9.1    Term. The term (the “Term”) of this Agreement will commence on the Effective Date and will expire upon (a) in the event that no Option is exercised, the conclusion of the last-to-expire Evaluation Term; or (b) in the event that an Option is exercised, on a country-by-country and Product-by-Product basis on the expiration of the last Royalty Term for a Product in the particular country, in each case, unless earlier terminated by a Party as set forth in this Article 9 (Term). Upon expiration of the Term, on a Product-by-Product and country-by-country basis, all licenses granted to Cullinan hereunder with respect to such Product and country will continue on a non-exclusive, fully paid, worldwide, royalty-free, irrevocable basis, including the right to grant and authorize sublicenses (including through multiple tiers).

 

37


9.2    Material Breach.
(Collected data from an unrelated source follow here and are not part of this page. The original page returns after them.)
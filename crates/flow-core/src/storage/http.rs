//! HTTP adapter for the receipt blob store

use async_trait::async_trait;

use super::BlobStore;
use crate::error::{Error, Result};
use crate::util::{compact_text, is_http_url};

/// Blob store client over a simple PUT/DELETE object API.
///
/// Objects are addressed as `{base}/{key}`; the upload URL doubles as the
/// public URL, so `delete_by_url` can validate that a URL belongs to this
/// store before issuing the delete.
#[derive(Clone)]
pub struct HttpBlobStore {
    base_url: String,
    api_key: Option<String>,
    client: reqwest::Client,
}

impl HttpBlobStore {
    /// Create a client for the given storage base URL
    pub fn new(base_url: impl Into<String>, api_key: Option<String>) -> Result<Self> {
        let base_url = base_url.into().trim().trim_end_matches('/').to_string();
        if !is_http_url(&base_url) {
            return Err(Error::InvalidInput(
                "storage base URL must include http:// or https://".to_string(),
            ));
        }

        Ok(Self {
            base_url,
            api_key,
            client: reqwest::Client::builder().build()?,
        })
    }

    fn authorize(&self, request: reqwest::RequestBuilder) -> reqwest::RequestBuilder {
        match &self.api_key {
            Some(key) => request.bearer_auth(key),
            None => request,
        }
    }
}

#[async_trait]
impl BlobStore for HttpBlobStore {
    async fn upload(&self, key: &str, bytes: Vec<u8>, content_type: &str) -> Result<String> {
        let url = format!("{}/{key}", self.base_url);
        let response = self
            .authorize(self.client.put(&url))
            .header("Content-Type", content_type)
            .body(bytes)
            .send()
            .await?;

        if !response.status().is_success() {
            let status = response.status();
            let body = response.text().await.unwrap_or_default();
            return Err(Error::Storage(format!(
                "upload failed: {} ({})",
                compact_text(&body),
                status.as_u16()
            )));
        }
        Ok(url)
    }

    async fn delete_by_url(&self, url: &str) -> Result<()> {
        if !url.starts_with(&self.base_url) {
            return Err(Error::Storage(format!(
                "URL does not belong to this blob store: {url}"
            )));
        }

        let response = self.authorize(self.client.delete(url)).send().await?;
        if response.status() == reqwest::StatusCode::NOT_FOUND {
            return Ok(());
        }
        if !response.status().is_success() {
            let status = response.status();
            return Err(Error::Storage(format!(
                "delete failed: HTTP {}",
                status.as_u16()
            )));
        }
        Ok(())
    }
}

#[cfg(test)]
mod tests {
    use super::*;
    use wiremock::matchers::{header, method, path};
    use wiremock::{Mock, MockServer, ResponseTemplate};

    #[tokio::test(flavor = "multi_thread")]
    async fn test_upload_returns_object_url() {
        let server = MockServer::start().await;
        Mock::given(method("PUT"))
            .and(path("/receipts/u1/r1.jpg"))
            .and(header("Content-Type", "image/jpeg"))
            .respond_with(ResponseTemplate::new(200))
            .expect(1)
            .mount(&server)
            .await;

        let store = HttpBlobStore::new(server.uri(), None).unwrap();
        let url = store
            .upload("receipts/u1/r1.jpg", vec![0xFF, 0xD8], "image/jpeg")
            .await
            .unwrap();
        assert_eq!(url, format!("{}/receipts/u1/r1.jpg", server.uri()));
    }

    #[tokio::test(flavor = "multi_thread")]
    async fn test_delete_rejects_foreign_url() {
        let store = HttpBlobStore::new("https://blobs.example.com", None).unwrap();
        let error = store
            .delete_by_url("https://elsewhere.example.com/receipts/u1/r1.jpg")
            .await
            .unwrap_err();
        assert!(matches!(error, Error::Storage(_)));
    }

    #[tokio::test(flavor = "multi_thread")]
    async fn test_delete_tolerates_missing_object() {
        let server = MockServer::start().await;
        Mock::given(method("DELETE"))
            .and(path("/receipts/u1/gone.jpg"))
            .respond_with(ResponseTemplate::new(404))
            .mount(&server)
            .await;

        let store = HttpBlobStore::new(server.uri(), None).unwrap();
        store
            .delete_by_url(&format!("{}/receipts/u1/gone.jpg", server.uri()))
            .await
            .unwrap();
    }
}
Either Party may terminate this Agreement for the material breach of this Agreement by the other Party, if such breach remains uncured [***] following written notice from the non-breaching Party to the breaching Party specifying such breach; provided, however, that, with respect to any such material breach of Cullinan’s diligence obligations under Section 3.5 (Diligent Development and Commercialization) that relates to one or more (but not all) of the Major Regions, if such breach remains uncured [***] following notice from Adimab to Cullinan specifying such breach, this Agreement shall not terminate, but Cullinan’s licenses hereunder shall terminate on a Major Region-by-Major Region basis; provided, further, that, if Cullinan’s licenses hereunder terminate in all [***] Major Regions, this Agreement shall also terminate.

9.3    Termination for Convenience. Cullinan may terminate this Agreement at any time, for any reason, upon [***] written notice to Adimab.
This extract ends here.